▶ EXERCISE AIM
Go line by line through the data below and work out how many lines contain "values"; the answer is that number alone.

Collected data entries:
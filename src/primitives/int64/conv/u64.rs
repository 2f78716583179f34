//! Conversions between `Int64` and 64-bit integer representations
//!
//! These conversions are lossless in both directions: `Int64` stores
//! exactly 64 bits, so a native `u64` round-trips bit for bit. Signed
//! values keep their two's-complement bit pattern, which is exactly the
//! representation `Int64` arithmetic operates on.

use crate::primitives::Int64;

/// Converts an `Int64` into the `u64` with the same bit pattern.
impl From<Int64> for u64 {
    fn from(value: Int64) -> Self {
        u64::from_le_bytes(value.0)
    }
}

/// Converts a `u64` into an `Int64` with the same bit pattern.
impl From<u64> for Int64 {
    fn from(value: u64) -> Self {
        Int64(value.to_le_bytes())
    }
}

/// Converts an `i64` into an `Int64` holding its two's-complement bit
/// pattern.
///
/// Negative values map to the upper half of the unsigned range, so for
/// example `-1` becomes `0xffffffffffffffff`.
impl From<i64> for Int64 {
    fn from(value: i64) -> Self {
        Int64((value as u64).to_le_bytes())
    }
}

...

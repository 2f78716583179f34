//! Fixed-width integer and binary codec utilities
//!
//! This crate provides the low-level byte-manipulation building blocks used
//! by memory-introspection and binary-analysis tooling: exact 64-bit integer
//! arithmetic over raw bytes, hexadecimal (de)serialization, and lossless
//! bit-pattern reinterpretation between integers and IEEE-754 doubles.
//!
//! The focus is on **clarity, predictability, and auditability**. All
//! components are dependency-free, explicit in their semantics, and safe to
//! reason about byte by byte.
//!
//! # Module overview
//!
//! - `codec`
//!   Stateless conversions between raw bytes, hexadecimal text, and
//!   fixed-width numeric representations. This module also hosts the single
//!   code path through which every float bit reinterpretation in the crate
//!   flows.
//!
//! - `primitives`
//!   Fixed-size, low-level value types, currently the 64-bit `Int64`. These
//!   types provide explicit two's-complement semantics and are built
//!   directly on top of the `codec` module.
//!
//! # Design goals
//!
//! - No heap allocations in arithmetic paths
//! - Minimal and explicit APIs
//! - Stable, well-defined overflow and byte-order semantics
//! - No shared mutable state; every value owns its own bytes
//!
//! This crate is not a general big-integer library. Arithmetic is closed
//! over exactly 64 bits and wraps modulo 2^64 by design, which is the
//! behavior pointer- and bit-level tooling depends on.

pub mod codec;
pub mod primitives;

▶ ANSWER TO THIS PROBLEM
2